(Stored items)
▼▼▼
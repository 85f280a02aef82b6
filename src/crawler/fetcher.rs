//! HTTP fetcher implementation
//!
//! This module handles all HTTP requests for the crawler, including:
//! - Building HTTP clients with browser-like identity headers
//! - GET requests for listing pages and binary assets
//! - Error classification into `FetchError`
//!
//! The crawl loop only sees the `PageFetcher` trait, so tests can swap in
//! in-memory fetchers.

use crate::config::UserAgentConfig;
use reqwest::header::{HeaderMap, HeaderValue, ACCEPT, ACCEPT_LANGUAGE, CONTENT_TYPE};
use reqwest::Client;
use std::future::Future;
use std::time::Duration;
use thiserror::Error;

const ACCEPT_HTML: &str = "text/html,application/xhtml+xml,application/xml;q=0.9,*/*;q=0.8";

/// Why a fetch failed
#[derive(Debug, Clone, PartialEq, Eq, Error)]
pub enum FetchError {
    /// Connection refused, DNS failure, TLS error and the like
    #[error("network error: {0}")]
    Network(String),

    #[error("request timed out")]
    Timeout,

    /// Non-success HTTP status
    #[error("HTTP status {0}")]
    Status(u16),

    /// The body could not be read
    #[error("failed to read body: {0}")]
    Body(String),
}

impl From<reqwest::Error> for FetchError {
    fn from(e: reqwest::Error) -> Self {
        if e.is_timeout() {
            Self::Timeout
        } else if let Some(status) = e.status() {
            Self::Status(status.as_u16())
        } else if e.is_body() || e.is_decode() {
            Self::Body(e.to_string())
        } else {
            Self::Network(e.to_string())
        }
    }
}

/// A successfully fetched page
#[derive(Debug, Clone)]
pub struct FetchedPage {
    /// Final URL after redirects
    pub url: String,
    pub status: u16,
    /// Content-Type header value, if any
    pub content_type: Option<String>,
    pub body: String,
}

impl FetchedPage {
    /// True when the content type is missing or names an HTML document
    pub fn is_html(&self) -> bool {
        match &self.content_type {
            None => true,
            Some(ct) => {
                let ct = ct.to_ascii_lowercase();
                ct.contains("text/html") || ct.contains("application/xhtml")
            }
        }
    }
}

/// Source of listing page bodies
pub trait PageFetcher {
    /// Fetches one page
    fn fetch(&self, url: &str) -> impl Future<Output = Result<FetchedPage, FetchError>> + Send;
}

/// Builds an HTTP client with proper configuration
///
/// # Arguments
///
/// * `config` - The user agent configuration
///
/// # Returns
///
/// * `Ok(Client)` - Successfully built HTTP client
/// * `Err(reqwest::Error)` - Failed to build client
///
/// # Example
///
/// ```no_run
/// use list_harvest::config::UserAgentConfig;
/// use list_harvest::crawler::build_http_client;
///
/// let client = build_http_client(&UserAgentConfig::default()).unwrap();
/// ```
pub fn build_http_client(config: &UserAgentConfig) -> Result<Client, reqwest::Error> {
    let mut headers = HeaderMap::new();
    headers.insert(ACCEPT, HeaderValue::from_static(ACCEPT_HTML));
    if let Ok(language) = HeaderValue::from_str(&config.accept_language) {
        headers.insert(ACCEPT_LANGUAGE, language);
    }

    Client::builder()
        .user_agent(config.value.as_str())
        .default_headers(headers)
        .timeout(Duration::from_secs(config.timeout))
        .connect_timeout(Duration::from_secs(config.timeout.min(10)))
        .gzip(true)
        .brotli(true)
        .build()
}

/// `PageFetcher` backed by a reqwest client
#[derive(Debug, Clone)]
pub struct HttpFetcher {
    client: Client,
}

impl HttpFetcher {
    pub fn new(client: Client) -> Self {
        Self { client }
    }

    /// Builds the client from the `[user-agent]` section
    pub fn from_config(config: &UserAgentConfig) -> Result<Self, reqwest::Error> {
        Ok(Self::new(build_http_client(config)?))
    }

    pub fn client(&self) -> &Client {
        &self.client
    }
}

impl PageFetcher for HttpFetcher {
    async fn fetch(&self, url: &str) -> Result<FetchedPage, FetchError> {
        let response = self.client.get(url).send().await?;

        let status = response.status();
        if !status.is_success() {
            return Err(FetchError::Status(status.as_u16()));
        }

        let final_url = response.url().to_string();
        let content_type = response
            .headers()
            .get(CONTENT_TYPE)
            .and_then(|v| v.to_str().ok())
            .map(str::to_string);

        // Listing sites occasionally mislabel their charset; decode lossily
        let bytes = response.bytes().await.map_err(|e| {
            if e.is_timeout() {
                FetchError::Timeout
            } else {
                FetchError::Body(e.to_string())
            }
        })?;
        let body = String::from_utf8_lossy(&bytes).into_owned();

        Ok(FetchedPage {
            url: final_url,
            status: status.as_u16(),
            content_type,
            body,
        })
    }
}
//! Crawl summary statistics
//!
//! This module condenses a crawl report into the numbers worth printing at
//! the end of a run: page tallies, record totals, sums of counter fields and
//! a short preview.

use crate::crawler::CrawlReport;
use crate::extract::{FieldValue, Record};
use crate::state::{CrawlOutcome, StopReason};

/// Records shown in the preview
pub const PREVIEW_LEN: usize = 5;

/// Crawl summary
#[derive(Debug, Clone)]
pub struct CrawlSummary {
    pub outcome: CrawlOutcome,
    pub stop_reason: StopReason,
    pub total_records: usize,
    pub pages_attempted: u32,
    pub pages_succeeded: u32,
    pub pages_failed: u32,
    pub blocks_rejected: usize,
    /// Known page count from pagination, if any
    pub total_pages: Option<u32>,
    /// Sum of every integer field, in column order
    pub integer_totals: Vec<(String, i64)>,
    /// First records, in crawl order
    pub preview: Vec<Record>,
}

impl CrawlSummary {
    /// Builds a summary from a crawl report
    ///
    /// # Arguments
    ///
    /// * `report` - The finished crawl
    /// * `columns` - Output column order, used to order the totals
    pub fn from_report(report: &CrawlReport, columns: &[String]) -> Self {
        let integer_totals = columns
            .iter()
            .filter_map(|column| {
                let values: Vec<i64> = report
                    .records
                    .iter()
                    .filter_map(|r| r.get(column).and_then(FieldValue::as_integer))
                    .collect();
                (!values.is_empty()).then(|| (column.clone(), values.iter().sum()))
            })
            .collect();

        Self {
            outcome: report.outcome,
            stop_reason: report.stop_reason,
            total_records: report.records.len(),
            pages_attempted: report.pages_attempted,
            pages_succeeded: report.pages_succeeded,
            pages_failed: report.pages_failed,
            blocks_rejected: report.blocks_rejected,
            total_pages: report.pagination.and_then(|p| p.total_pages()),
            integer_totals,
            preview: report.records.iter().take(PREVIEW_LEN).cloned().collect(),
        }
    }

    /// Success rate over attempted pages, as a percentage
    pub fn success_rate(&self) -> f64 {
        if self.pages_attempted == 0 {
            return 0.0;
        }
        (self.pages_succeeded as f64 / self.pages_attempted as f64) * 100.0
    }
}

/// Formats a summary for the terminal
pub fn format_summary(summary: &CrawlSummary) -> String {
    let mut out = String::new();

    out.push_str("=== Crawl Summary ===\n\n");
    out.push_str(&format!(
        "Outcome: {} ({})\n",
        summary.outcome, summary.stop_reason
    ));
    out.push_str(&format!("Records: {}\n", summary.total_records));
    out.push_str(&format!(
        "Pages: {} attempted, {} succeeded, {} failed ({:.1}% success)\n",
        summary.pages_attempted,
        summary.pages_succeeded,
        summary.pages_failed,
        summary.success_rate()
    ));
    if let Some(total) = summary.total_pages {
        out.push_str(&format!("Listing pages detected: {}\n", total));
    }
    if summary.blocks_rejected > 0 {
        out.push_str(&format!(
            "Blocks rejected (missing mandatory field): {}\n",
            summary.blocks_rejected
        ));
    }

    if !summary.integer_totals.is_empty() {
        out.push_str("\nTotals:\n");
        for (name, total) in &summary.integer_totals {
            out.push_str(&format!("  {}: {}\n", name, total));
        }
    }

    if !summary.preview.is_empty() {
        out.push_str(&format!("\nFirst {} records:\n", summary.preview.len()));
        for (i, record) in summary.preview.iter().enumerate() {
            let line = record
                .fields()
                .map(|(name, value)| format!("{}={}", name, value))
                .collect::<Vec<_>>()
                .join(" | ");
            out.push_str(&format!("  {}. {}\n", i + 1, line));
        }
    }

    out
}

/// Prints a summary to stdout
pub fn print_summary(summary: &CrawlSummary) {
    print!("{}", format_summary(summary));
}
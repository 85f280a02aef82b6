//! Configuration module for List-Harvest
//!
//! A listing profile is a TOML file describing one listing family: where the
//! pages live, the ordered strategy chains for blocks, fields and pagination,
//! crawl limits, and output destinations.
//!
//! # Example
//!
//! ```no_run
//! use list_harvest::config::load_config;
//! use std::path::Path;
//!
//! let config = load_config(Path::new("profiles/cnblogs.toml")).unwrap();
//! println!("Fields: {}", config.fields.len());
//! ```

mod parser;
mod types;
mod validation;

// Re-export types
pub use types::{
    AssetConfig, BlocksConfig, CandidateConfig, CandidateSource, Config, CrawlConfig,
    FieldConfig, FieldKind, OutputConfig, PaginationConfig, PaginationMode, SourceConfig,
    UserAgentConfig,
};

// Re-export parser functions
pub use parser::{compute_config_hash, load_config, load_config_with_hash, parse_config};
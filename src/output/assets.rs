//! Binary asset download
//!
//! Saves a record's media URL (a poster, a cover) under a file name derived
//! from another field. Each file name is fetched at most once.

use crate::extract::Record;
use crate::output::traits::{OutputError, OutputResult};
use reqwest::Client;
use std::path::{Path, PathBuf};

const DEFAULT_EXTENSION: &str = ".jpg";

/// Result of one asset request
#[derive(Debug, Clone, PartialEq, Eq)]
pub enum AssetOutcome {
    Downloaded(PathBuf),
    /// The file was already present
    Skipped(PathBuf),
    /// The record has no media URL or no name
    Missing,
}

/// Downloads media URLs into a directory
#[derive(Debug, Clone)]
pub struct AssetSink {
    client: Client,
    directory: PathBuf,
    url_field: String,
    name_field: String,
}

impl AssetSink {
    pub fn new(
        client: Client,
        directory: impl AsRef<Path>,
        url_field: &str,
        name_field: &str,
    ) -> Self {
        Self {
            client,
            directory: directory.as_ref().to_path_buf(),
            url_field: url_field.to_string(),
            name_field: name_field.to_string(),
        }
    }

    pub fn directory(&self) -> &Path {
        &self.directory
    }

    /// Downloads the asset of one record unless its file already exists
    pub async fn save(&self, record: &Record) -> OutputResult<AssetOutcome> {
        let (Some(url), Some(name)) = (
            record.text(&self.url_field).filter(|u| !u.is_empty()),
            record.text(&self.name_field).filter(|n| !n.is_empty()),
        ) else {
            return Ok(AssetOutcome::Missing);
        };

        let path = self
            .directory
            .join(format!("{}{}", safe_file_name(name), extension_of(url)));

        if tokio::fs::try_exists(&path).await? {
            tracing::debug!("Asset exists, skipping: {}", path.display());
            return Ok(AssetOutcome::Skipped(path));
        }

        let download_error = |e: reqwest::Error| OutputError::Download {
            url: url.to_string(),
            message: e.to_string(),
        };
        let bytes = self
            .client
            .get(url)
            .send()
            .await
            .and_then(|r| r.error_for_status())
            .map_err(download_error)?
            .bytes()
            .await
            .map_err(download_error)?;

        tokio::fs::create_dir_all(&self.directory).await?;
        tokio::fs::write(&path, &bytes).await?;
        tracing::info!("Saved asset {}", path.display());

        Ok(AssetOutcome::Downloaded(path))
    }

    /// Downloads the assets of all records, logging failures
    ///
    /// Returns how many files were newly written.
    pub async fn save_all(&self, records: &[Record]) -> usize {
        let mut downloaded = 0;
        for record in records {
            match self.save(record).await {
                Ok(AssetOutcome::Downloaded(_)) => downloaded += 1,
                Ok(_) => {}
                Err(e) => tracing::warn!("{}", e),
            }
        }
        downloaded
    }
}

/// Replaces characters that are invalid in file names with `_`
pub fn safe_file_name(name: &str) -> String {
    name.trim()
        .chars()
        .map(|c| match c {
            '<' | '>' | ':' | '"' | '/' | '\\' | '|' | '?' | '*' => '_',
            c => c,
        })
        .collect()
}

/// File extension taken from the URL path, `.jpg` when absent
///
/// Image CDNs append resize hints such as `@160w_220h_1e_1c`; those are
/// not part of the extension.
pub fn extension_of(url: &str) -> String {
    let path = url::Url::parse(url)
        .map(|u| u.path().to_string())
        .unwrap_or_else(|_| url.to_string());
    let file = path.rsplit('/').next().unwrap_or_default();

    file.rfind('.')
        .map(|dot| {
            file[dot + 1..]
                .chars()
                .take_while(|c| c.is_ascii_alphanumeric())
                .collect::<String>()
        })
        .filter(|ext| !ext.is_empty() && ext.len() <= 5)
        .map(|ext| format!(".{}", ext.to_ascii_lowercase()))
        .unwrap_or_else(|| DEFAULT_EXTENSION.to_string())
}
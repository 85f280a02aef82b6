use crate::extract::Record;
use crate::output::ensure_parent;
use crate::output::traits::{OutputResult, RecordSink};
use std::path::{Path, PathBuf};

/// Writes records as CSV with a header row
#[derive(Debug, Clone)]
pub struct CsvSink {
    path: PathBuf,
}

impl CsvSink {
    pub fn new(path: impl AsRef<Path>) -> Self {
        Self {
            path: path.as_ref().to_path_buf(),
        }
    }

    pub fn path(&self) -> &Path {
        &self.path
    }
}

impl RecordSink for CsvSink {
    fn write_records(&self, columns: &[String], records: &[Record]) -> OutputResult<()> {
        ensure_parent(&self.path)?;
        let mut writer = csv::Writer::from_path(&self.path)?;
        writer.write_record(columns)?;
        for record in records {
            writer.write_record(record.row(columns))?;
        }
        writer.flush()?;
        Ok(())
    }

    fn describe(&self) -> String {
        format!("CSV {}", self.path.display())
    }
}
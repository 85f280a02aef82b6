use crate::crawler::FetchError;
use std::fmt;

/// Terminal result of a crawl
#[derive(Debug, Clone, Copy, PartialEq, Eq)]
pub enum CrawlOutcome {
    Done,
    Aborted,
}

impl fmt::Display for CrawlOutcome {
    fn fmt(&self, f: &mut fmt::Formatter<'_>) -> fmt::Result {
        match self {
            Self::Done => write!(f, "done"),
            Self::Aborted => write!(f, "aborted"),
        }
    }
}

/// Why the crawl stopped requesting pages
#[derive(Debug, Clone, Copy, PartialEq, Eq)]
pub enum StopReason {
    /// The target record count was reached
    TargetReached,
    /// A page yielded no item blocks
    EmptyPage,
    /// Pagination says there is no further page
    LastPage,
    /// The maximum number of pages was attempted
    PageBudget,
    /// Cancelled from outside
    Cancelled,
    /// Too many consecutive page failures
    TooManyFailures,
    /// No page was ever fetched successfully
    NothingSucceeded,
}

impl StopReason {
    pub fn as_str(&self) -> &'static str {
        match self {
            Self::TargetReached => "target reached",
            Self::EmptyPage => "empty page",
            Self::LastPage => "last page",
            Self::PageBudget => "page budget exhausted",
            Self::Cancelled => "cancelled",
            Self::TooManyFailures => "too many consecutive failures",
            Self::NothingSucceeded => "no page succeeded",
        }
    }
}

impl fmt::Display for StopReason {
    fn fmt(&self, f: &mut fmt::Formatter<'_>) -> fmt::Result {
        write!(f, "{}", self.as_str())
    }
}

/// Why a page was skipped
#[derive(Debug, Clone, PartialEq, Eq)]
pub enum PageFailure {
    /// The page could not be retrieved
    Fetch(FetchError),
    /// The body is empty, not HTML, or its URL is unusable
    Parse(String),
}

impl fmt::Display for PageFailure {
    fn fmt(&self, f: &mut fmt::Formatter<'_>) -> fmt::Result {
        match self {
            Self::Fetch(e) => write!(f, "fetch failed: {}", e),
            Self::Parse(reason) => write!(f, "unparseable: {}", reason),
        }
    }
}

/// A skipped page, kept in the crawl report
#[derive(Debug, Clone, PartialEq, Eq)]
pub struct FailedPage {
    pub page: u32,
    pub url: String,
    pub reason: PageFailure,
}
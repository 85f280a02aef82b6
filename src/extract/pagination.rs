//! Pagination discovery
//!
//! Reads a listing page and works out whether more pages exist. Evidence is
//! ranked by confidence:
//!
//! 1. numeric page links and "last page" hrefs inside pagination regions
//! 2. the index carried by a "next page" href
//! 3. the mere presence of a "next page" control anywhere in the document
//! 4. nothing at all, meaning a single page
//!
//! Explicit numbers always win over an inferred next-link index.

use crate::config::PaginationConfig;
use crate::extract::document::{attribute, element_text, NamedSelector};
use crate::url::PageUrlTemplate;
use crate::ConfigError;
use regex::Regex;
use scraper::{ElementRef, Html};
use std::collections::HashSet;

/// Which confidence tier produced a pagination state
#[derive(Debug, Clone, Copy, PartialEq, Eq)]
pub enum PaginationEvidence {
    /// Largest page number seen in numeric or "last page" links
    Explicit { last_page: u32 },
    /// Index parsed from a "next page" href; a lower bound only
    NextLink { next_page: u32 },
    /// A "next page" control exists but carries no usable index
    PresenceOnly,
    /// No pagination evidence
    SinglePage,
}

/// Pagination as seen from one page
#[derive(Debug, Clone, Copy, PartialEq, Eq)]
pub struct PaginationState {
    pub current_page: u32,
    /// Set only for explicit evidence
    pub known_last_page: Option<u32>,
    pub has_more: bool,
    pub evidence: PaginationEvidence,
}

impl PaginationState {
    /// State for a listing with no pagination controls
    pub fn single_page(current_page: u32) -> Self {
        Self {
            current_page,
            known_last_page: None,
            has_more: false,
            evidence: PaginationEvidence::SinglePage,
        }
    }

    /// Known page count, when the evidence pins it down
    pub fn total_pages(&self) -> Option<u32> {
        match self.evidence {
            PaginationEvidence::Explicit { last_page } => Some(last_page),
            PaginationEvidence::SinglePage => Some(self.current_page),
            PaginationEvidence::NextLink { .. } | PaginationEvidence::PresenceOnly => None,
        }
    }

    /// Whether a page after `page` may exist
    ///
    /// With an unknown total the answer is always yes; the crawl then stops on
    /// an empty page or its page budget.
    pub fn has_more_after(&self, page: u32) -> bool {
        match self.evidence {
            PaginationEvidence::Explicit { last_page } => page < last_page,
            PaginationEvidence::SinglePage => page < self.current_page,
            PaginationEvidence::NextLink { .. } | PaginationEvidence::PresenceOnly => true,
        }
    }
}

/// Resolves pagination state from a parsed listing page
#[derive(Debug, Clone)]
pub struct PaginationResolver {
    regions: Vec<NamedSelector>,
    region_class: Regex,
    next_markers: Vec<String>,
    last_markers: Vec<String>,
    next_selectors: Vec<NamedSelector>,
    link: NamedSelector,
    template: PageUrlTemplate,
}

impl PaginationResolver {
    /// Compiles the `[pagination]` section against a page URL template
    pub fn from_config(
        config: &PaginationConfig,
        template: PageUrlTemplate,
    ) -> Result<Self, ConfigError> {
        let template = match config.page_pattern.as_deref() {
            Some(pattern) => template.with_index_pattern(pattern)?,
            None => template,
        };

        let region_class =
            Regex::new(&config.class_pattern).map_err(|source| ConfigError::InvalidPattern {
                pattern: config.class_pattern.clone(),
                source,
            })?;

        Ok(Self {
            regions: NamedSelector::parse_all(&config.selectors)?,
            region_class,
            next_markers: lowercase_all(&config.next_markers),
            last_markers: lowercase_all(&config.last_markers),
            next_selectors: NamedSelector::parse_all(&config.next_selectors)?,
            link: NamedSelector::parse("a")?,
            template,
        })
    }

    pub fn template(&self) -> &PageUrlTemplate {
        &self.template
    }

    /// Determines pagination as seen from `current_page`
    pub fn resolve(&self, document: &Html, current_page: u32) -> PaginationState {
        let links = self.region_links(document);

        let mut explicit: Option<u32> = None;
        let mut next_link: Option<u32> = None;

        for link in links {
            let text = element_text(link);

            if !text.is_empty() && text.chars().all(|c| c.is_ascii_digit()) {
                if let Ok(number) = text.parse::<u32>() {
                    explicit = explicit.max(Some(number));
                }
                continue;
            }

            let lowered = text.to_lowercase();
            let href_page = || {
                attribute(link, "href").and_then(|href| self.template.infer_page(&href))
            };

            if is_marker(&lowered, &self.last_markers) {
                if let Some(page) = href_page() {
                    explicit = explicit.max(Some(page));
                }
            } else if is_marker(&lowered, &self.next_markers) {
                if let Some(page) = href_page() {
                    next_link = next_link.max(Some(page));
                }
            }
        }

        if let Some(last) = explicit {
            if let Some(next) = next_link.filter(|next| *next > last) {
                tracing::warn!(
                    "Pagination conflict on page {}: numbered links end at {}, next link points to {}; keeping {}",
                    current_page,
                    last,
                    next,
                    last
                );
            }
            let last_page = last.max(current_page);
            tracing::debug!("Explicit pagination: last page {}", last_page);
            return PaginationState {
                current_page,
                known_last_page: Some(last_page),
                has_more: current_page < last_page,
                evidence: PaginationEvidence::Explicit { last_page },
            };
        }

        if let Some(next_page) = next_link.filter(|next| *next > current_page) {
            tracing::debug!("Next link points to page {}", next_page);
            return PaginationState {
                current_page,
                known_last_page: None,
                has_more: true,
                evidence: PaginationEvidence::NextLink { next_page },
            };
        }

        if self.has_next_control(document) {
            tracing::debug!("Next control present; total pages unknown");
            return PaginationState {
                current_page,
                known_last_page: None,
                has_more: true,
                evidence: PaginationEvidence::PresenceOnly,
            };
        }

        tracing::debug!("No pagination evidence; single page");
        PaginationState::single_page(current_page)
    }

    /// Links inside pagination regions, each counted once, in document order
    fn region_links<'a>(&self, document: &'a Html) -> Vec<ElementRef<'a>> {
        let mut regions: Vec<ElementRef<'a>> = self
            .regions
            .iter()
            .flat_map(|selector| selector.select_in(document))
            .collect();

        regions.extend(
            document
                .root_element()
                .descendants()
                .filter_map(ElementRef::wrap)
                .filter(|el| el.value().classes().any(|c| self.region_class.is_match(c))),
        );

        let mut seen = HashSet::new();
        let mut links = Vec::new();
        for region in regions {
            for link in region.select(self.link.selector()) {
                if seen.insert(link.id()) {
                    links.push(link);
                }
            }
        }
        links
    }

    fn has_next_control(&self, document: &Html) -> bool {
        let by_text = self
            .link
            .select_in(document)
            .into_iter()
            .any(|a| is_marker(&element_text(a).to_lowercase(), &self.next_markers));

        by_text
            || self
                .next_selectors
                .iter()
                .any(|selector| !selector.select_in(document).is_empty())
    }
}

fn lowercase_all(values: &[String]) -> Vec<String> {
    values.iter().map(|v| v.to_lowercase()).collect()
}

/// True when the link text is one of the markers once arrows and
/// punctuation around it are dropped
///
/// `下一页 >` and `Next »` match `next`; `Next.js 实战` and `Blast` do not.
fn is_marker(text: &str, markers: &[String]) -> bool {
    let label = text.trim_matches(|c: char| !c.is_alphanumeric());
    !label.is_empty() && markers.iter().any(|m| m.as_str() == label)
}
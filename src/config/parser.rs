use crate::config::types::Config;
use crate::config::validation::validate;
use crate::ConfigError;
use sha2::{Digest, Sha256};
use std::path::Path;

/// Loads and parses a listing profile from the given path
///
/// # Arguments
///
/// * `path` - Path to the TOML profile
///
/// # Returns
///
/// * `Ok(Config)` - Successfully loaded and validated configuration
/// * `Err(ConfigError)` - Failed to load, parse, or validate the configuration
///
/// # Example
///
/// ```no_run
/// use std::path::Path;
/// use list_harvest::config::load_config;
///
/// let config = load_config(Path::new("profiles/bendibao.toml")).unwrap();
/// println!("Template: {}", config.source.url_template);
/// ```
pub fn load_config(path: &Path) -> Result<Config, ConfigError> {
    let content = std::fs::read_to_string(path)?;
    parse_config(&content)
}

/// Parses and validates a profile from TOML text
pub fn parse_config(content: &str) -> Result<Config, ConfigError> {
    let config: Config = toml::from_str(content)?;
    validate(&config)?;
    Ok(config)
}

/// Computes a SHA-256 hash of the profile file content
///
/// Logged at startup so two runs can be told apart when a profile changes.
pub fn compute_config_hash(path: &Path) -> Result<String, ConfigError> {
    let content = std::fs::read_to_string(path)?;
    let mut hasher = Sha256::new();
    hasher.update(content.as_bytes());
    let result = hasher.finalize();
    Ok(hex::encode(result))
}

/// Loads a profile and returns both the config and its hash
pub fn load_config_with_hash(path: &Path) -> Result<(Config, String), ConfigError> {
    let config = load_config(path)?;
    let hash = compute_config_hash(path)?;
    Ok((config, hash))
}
▲▲▲
What you have to do: In the records above, find each line with the string "always" and list it.

Response for this exercise:
//! Explicit numbers always win over an inferred next-link index.
    /// With an unknown total the answer is always yes; the crawl then stops on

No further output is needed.